Now, seriously, every single one of us can claim that Bono is one of us. That's the whole point. Bono's music is the megalomaniacal and messianic magic that belongs to "all that have ears to hear."

Of course, he's like me when he's against the war, but not when he's praising Condy Rice or Billy Graham--which is enough for "the right" to claim him as theirs.

After Atlanta, I said it this way (see

We're all "One," just not the same.

And of course, Bono loves to make the links and loathes the divisions he sees between us—the real and imagined trenches between right and left, fundamentalist and free thinker, soldier and protester, preacher and punk. When Bono introduced "Sunday Bloody Sunday" by saying, "America, this is your song now," I don't think he simply meant to invoke the woeful tragedies of war and hurricanes.

Rather, I think he spoke to the war within, the divisions in our country since the culture war intensified, in our school and church communities, about dogmas and social demons, over drugs and religion, in our blurred and fatigued attitudes towards the war in Iraq, in our treatment of others with whom we disagree, including those we saw in the seats at this very show.
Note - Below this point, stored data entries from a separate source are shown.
impl InvoiceStore for InvoiceRepository {
    type Error = DbError;

    async fn next_transaction_id(&self) -> DbResult<TransactionId> {
        InvoiceRepository::next_transaction_id(self).await
    }

    async fn create(&self, invoice: Invoice) -> DbResult<Invoice> {
        InvoiceRepository::create(self, invoice).await
    }

    async fn get(&self, id: &str) -> DbResult<Option<Invoice>> {
        InvoiceRepository::get(self, id).await
    }

    async fn get_by_transaction_id(
        &self,
        transaction_id: TransactionId,
    ) -> DbResult<Option<Invoice>> {
        InvoiceRepository::get_by_transaction_id(self, transaction_id).await
    }

    async fn update(&self, invoice: Invoice) -> DbResult<Invoice> {
        InvoiceRepository::update(self, invoice).await
    }

    async fn delete(&self, id: &str) -> DbResult<bool> {
        InvoiceRepository::delete(self, id).await
    }

    async fn list(&self) -> DbResult<Vec<Invoice>> {
        InvoiceRepository::list(self).await
    }

    async fn list_in_range(&self, from: NaiveDate, to: NaiveDate) -> DbResult<Vec<Invoice>> {
        InvoiceRepository::list_in_range(self, from, to).await
    }
}

// =============================================================================
// Unit Tests
// =============================================================================
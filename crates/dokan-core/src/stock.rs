//! # Stock Alerts
//!
//! Low-stock evaluation and availability checks.
//!
//! The dashboard's notification bell polls on its own timer and calls
//! [`low_stock_summary`]; nothing in here schedules or caches anything.
//!
//! ```text
//! quantity <= alert_quantity  ──►  low stock
//!
//!   code  qty  alert
//!   1001   12     5   ok
//!   1002    5     5   LOW  (at threshold counts)
//!   1003    0     2   LOW
//! ```

use serde::Serialize;
use ts_rs::TS;

use crate::error::{CoreError, CoreResult};
use crate::types::Product;
use crate::validation::validate_line_quantity;

/// Whether a product is at or below its alert threshold.
#[inline]
pub fn is_low_stock(product: &Product) -> bool {
    product.quantity <= product.alert_quantity
}

/// Products at or below their threshold, in input order.
pub fn list_low_stock(products: &[Product]) -> Vec<&Product> {
    products.iter().filter(|p| is_low_stock(p)).collect()
}

/// Count plus list for the notification feed.
#[derive(Debug, Clone, PartialEq, Serialize, TS)]
#[ts(export)]
pub struct LowStockSummary {
    pub count: usize,
    pub items: Vec<Product>,
}

pub fn low_stock_summary(products: &[Product]) -> LowStockSummary {
    let items: Vec<Product> = list_low_stock(products).into_iter().cloned().collect();
    LowStockSummary {
        count: items.len(),
        items,
    }
}

/// Fails when selling `requested` units would take stock below zero.
///
/// ## Example
/// ```rust
/// # use dokan_core::stock::check_availability;
/// # fn demo(product: &dokan_core::types::Product) {
/// if let Err(err) = check_availability(product, 5) {
///     eprintln!("{err}");
/// }
/// # }
/// ```
pub fn check_availability(product: &Product, requested: i64) -> CoreResult<()> {
    validate_line_quantity(requested)?;

    if requested > product.quantity {
        return Err(CoreError::InsufficientStock {
            code: product.code.clone(),
            available: product.quantity,
            requested,
        });
    }

    Ok(())
}
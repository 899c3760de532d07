//! # Ledger
//!
//! Sequences domain operations over the injected catalog and invoice store.
//! The ledger does no I/O of its own.
//!
//! ## Recording a Sale
//! ```text
//! ┌─────────────────────────────────────────────────────────────────────────┐
//! │  SaleRequest                                                            │
//! │      │                                                                  │
//! │      ▼                                                                  │
//! │  1. validate customer + lines                                           │
//! │  2. resolve every code via catalog   ── missing ──► NotFound (no writes)│
//! │  3. check stock per code             ── short ────► InsufficientStock   │
//! │  4. validate the invoice draft                                          │
//! │  5. reserve transaction id                                              │
//! │  6. create_invoice (snapshot names + channel prices)                    │
//! │  7. move stock line by line  ── failure ─► restore moved lines, fail    │
//! │  8. persist invoice          ── failure ─► restore all lines, fail      │
//! └─────────────────────────────────────────────────────────────────────────┘
//! ```
//!
//! A reserved transaction id that ends up unused stays unused.

use chrono::{DateTime, NaiveDate, Utc};
use serde::{Deserialize, Serialize};
use std::collections::HashMap;
use thiserror::Error;
use tracing::{debug, info, warn};
use ts_rs::TS;

use crate::error::{CoreError, ValidationError};
use crate::invoice::{create_invoice, Invoice, InvoiceDraft, LineItemDraft, TransactionId};
use crate::listing::{filter_invoices, paginate, InvoiceQuery, Page};
use crate::money::Money;
use crate::payment::{PaymentHistory, PaymentRequest};
use crate::report::{build_report, ReportStatement};
use crate::stock::{check_availability, list_low_stock, low_stock_summary, LowStockSummary};
use crate::store::{InvoiceStore, ProductCatalog};
use crate::types::{Customer, PaymentMethod, Product, SaleSystem, StoreSettings};
use crate::validation::{validate_customer, validate_line_quantity};

// =============================================================================
// Errors
// =============================================================================

#[derive(Debug, Error)]
pub enum LedgerError {
    #[error(transparent)]
    Core(#[from] CoreError),

    /// A collaborator (catalog or invoice store) failed.
    #[error("store error: {0}")]
    Store(#[source] Box<dyn std::error::Error + Send + Sync>),
}

impl LedgerError {
    fn store<E>(err: E) -> Self
    where
        E: std::error::Error + Send + Sync + 'static,
    {
        LedgerError::Store(Box::new(err))
    }

    pub fn is_not_found(&self) -> bool {
        matches!(self, LedgerError::Core(CoreError::NotFound { .. }))
    }

    /// The validation failure behind this error, if that is what it is.
    pub fn validation(&self) -> Option<&ValidationError> {
        match self {
            LedgerError::Core(CoreError::Validation(err)) => Some(err),
            _ => None,
        }
    }
}

impl From<ValidationError> for LedgerError {
    fn from(err: ValidationError) -> Self {
        LedgerError::Core(CoreError::Validation(err))
    }
}

pub type LedgerResult<T> = Result<T, LedgerError>;

// =============================================================================
// Requests
// =============================================================================

#[derive(Debug, Clone, PartialEq, Eq, Serialize, Deserialize, TS)]
#[ts(export)]
pub struct SaleLine {
    pub code: String,
    pub quantity: i64,
}

impl SaleLine {
    pub fn new(code: impl Into<String>, quantity: i64) -> Self {
        SaleLine {
            code: code.into(),
            quantity,
        }
    }
}

/// A sale as entered at the counter: product codes, not prices.
#[derive(Debug, Clone, PartialEq, Serialize, Deserialize, TS)]
#[ts(export)]
#[serde(rename_all = "camelCase")]
pub struct SaleRequest {
    pub customer: Customer,
    pub payment_method: PaymentMethod,
    pub sale_system: SaleSystem,
    pub lines: Vec<SaleLine>,
    #[serde(default)]
    pub discount: Money,
    #[serde(default)]
    pub initial_paid: Money,
    #[ts(as = "Option<String>")]
    #[serde(default)]
    pub due_date: Option<NaiveDate>,
}

// =============================================================================
// Ledger
// =============================================================================

pub struct Ledger<C, S> {
    catalog: C,
    invoices: S,
}

impl<C, S> Ledger<C, S>
where
    C: ProductCatalog,
    S: InvoiceStore,
{
    pub fn new(catalog: C, invoices: S) -> Self {
        Ledger { catalog, invoices }
    }

    pub fn catalog(&self) -> &C {
        &self.catalog
    }

    pub fn invoices(&self) -> &S {
        &self.invoices
    }

    /// Records a sale dated now.
    pub async fn record_sale(&self, request: SaleRequest) -> LedgerResult<Invoice> {
        self.record_sale_at(request, Utc::now()).await
    }

    /// Records a sale with an explicit timestamp (imports, seeding).
    pub async fn record_sale_at(
        &self,
        request: SaleRequest,
        created_at: DateTime<Utc>,
    ) -> LedgerResult<Invoice> {
        validate_customer(&request.customer)?;
        if request.lines.is_empty() {
            return Err(ValidationError::Empty {
                field: "lines".to_string(),
            }
            .into());
        }
        for line in &request.lines {
            validate_line_quantity(line.quantity)?;
        }

        // Resolve everything before touching stock.
        let mut products: HashMap<&str, Product> = HashMap::new();
        let mut requested: HashMap<&str, i64> = HashMap::new();
        for line in &request.lines {
            if !products.contains_key(line.code.as_str()) {
                let product = self
                    .catalog
                    .get_by_code(&line.code)
                    .await
                    .map_err(LedgerError::store)?
                    .ok_or_else(|| CoreError::not_found("Product", &line.code))?;
                products.insert(line.code.as_str(), product);
            }
            let total = requested.entry(line.code.as_str()).or_insert(0);
            *total = total.saturating_add(line.quantity);
        }
        for (code, quantity) in &requested {
            if let Some(product) = products.get(code) {
                check_availability(product, *quantity)?;
            }
        }

        let items = request
            .lines
            .iter()
            .filter_map(|line| {
                products.get(line.code.as_str()).map(|product| LineItemDraft {
                    product_name: product.name.clone(),
                    quantity: line.quantity,
                    unit_price: product.unit_price(request.sale_system),
                })
            })
            .collect();
        let draft = InvoiceDraft {
            items,
            customer: request.customer.clone(),
            payment_method: request.payment_method,
            sale_system: request.sale_system,
            discount: request.discount,
            initial_paid: request.initial_paid,
            due_date: request.due_date,
        };
        draft.validate()?;

        let transaction_id = self
            .invoices
            .next_transaction_id()
            .await
            .map_err(LedgerError::store)?;
        let invoice = create_invoice(
            draft,
            uuid::Uuid::new_v4().to_string(),
            transaction_id,
            created_at,
        )?;

        let mut moved: Vec<&SaleLine> = Vec::with_capacity(request.lines.len());
        for line in &request.lines {
            if let Err(err) = self.catalog.adjust_stock(&line.code, -line.quantity).await {
                self.restock(&moved).await;
                return Err(LedgerError::store(err));
            }
            moved.push(line);
        }

        let invoice = match self.invoices.create(invoice).await {
            Ok(invoice) => invoice,
            Err(err) => {
                self.restock(&moved).await;
                return Err(LedgerError::store(err));
            }
        };

        info!(
            transaction_id = %invoice.transaction_id(),
            sale_system = %invoice.sale_system(),
            total = %invoice.totals().total,
            due = %invoice.totals().due,
            "Sale recorded"
        );
        Ok(invoice)
    }

    /// Puts back stock for lines already moved by a failed sale.
    async fn restock(&self, moved: &[&SaleLine]) {
        for line in moved.iter().rev() {
            warn!(code = %line.code, quantity = line.quantity, "Restoring stock after failed sale");
            if let Err(err) = self.catalog.adjust_stock(&line.code, line.quantity).await {
                warn!(code = %line.code, error = %err, "Could not restore stock");
            }
        }
    }

    /// Applies an installment to a stored invoice and persists the result.
    pub async fn apply_payment(&self, id: &str, request: PaymentRequest) -> LedgerResult<Invoice> {
        let invoice = self.invoice(id).await?;
        let updated = invoice.apply_payment(request)?;
        let record = updated
            .payment_details()
            .last()
            .map(|r| (r.paid, r.absorbed));

        let saved = self
            .invoices
            .update(updated)
            .await
            .map_err(LedgerError::store)?;

        if let Some((paid, absorbed)) = record {
            info!(
                transaction_id = %saved.transaction_id(),
                paid = %paid,
                absorbed = %absorbed,
                due = %saved.totals().due,
                "Payment applied"
            );
        }
        Ok(saved)
    }

    /// Deletes an invoice. Stock is not returned.
    pub async fn delete_invoice(&self, id: &str) -> LedgerResult<()> {
        let deleted = self.invoices.delete(id).await.map_err(LedgerError::store)?;
        if !deleted {
            return Err(CoreError::not_found("Invoice", id).into());
        }
        info!(id, "Invoice deleted");
        Ok(())
    }

    pub async fn invoice(&self, id: &str) -> LedgerResult<Invoice> {
        self.invoices
            .get(id)
            .await
            .map_err(LedgerError::store)?
            .ok_or_else(|| CoreError::not_found("Invoice", id).into())
    }

    pub async fn payment_history(
        &self,
        transaction_id: TransactionId,
    ) -> LedgerResult<PaymentHistory> {
        let invoice = self
            .invoices
            .get_by_transaction_id(transaction_id)
            .await
            .map_err(LedgerError::store)?
            .ok_or_else(|| CoreError::not_found("Invoice", transaction_id.to_string()))?;
        Ok(PaymentHistory::from(&invoice))
    }

    /// Filters then paginates the invoice list (newest first).
    pub async fn browse(
        &self,
        query: &InvoiceQuery,
        page: usize,
        page_size: usize,
    ) -> LedgerResult<Page<Invoice>> {
        query.validate()?;
        let invoices = self.invoices.list().await.map_err(LedgerError::store)?;
        let matched: Vec<Invoice> = filter_invoices(&invoices, query)
            .into_iter()
            .cloned()
            .collect();
        debug!(matched = matched.len(), page, page_size, "Browsing invoices");
        Ok(paginate(matched, page, page_size))
    }

    pub async fn low_stock(&self) -> LedgerResult<Vec<Product>> {
        let products = self.catalog.list().await.map_err(LedgerError::store)?;
        Ok(list_low_stock(&products).into_iter().cloned().collect())
    }

    pub async fn low_stock_summary(&self) -> LedgerResult<LowStockSummary> {
        let products = self.catalog.list().await.map_err(LedgerError::store)?;
        Ok(low_stock_summary(&products))
    }

    /// Sales report for `[from, to]` with an optional store header.
    pub async fn report(
        &self,
        from: NaiveDate,
        to: NaiveDate,
        store: Option<StoreSettings>,
    ) -> LedgerResult<ReportStatement> {
        if from > to {
            return Ok(ReportStatement::new(store, from, to, Vec::new()));
        }
        let invoices = self
            .invoices
            .list_in_range(from, to)
            .await
            .map_err(LedgerError::store)?;
        let rows = build_report(&invoices, from, to);
        debug!(invoices = invoices.len(), rows = rows.len(), "Report built");
        Ok(ReportStatement::new(store, from, to, rows))
    }
}

// =============================================================================
// Unit Tests
// =============================================================================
With a "tough-guy" preteen onstage with him, Bono in his "coexist" bandanna offered his prayer for the next generation, "That in order to defeat a monster, we don't become a monster."

One more addendum: that last quote seems clearly a paraphrase of another radical thinker: Friedrich Nietzsche.

He said: "He who fights with monsters should look to it that he himself does not become a monster. And when you gaze long into an abyss, the abyss gazes also into you."

Of course, I have always tried to remind myself of this in another context: when I rebel against the stagnant status quo, I do not want to become the stagnant status quo. Bono, I think, uses this as challenge for Europeans and Americans in the so-called War on Terror. In both cases, may we not become monsters. And as we intend, may it be so.

Stand up to rock stars!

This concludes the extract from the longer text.